**Materials provided**:
────────
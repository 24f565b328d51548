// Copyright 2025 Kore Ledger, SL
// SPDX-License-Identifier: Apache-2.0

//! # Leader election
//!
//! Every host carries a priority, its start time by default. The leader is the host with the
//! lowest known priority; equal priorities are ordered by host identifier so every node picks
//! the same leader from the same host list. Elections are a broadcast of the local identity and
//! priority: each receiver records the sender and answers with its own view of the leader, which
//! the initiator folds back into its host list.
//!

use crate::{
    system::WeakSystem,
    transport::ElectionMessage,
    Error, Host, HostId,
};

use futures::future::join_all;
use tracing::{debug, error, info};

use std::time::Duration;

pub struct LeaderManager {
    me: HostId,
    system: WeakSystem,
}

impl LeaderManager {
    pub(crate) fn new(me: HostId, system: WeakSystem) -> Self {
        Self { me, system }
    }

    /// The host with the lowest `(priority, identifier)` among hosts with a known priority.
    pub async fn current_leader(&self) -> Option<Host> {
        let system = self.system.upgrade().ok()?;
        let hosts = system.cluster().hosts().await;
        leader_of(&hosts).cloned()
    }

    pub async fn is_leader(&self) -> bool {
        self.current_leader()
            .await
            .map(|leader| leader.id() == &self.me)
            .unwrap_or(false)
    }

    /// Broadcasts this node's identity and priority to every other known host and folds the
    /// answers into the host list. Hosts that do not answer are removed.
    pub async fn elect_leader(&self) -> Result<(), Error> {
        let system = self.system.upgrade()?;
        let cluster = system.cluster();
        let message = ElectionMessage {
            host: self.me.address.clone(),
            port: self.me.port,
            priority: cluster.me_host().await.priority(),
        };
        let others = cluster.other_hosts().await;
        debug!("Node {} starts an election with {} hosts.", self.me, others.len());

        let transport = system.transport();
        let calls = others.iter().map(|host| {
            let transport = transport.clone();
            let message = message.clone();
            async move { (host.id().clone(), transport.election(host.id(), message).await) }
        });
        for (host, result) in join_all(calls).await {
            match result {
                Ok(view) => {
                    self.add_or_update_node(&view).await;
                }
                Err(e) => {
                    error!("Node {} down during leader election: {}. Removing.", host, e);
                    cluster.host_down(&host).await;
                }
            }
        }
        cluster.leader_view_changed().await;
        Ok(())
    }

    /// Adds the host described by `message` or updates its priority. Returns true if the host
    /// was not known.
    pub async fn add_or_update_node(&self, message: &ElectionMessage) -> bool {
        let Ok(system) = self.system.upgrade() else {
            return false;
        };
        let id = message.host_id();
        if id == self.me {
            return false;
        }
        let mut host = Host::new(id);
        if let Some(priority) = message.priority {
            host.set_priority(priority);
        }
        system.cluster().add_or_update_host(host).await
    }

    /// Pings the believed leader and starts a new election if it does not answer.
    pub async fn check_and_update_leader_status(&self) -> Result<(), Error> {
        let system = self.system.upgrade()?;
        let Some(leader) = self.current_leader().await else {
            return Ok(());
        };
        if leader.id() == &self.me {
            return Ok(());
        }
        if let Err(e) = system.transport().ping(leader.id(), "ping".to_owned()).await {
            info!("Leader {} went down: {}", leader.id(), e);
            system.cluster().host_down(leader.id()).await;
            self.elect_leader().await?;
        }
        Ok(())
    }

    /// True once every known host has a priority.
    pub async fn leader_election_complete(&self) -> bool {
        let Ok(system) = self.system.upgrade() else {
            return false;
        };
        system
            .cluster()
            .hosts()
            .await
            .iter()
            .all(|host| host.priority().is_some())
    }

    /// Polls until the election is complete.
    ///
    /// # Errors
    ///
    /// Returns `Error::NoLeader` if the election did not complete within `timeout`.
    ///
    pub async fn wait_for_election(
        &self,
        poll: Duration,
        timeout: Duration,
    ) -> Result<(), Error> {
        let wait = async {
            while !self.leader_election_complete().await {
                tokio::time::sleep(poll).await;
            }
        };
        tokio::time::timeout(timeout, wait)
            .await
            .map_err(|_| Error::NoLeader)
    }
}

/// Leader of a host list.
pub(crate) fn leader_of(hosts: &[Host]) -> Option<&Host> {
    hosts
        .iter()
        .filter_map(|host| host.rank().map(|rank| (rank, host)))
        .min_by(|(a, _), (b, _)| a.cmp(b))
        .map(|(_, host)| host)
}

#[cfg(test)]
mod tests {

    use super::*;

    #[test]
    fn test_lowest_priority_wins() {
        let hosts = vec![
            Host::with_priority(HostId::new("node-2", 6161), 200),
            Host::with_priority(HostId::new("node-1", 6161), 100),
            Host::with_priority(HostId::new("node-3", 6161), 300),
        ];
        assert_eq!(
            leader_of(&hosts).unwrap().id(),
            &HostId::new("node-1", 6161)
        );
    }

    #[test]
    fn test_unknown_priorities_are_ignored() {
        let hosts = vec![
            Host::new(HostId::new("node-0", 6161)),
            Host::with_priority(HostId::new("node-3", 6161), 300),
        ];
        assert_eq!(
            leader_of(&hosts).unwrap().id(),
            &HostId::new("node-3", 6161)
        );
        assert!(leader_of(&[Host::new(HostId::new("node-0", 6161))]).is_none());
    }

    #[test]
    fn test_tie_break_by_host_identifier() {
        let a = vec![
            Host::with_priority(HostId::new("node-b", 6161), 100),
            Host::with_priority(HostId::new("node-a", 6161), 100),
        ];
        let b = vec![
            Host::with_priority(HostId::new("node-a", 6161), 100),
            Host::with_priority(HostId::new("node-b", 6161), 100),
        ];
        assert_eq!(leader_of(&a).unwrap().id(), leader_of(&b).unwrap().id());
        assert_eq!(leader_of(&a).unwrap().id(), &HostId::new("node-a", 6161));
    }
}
────────
**What is needed**:
Copy the lines above exactly, from the very first through the one containing "pub async fn elect_leader(&self)", and include no other line.

**Answer space**:
repository 24f565b328d51548
// Copyright 2025 Kore Ledger, SL
// SPDX-License-Identifier: Apache-2.0

//! # Leader election
//!
//! Every host carries a priority, its start time by default. The leader is the host with the
//! lowest known priority; equal priorities are ordered by host identifier so every node picks
//! the same leader from the same host list. Elections are a broadcast of the local identity and
//! priority: each receiver records the sender and answers with its own view of the leader, which
//! the initiator folds back into its host list.
//!

use crate::{
    system::WeakSystem,
    transport::ElectionMessage,
    Error, Host, HostId,
};

use futures::future::join_all;
use tracing::{debug, error, info};

use std::time::Duration;

pub struct LeaderManager {
    me: HostId,
    system: WeakSystem,
}

impl LeaderManager {
    pub(crate) fn new(me: HostId, system: WeakSystem) -> Self {
        Self { me, system }
    }

    /// The host with the lowest `(priority, identifier)` among hosts with a known priority.
    pub async fn current_leader(&self) -> Option<Host> {
        let system = self.system.upgrade().ok()?;
        let hosts = system.cluster().hosts().await;
        leader_of(&hosts).cloned()
    }

    pub async fn is_leader(&self) -> bool {
        self.current_leader()
            .await
            .map(|leader| leader.id() == &self.me)
            .unwrap_or(false)
    }

    /// Broadcasts this node's identity and priority to every other known host and folds the
    /// answers into the host list. Hosts that do not answer are removed.
    pub async fn elect_leader(&self) -> Result<(), Error> {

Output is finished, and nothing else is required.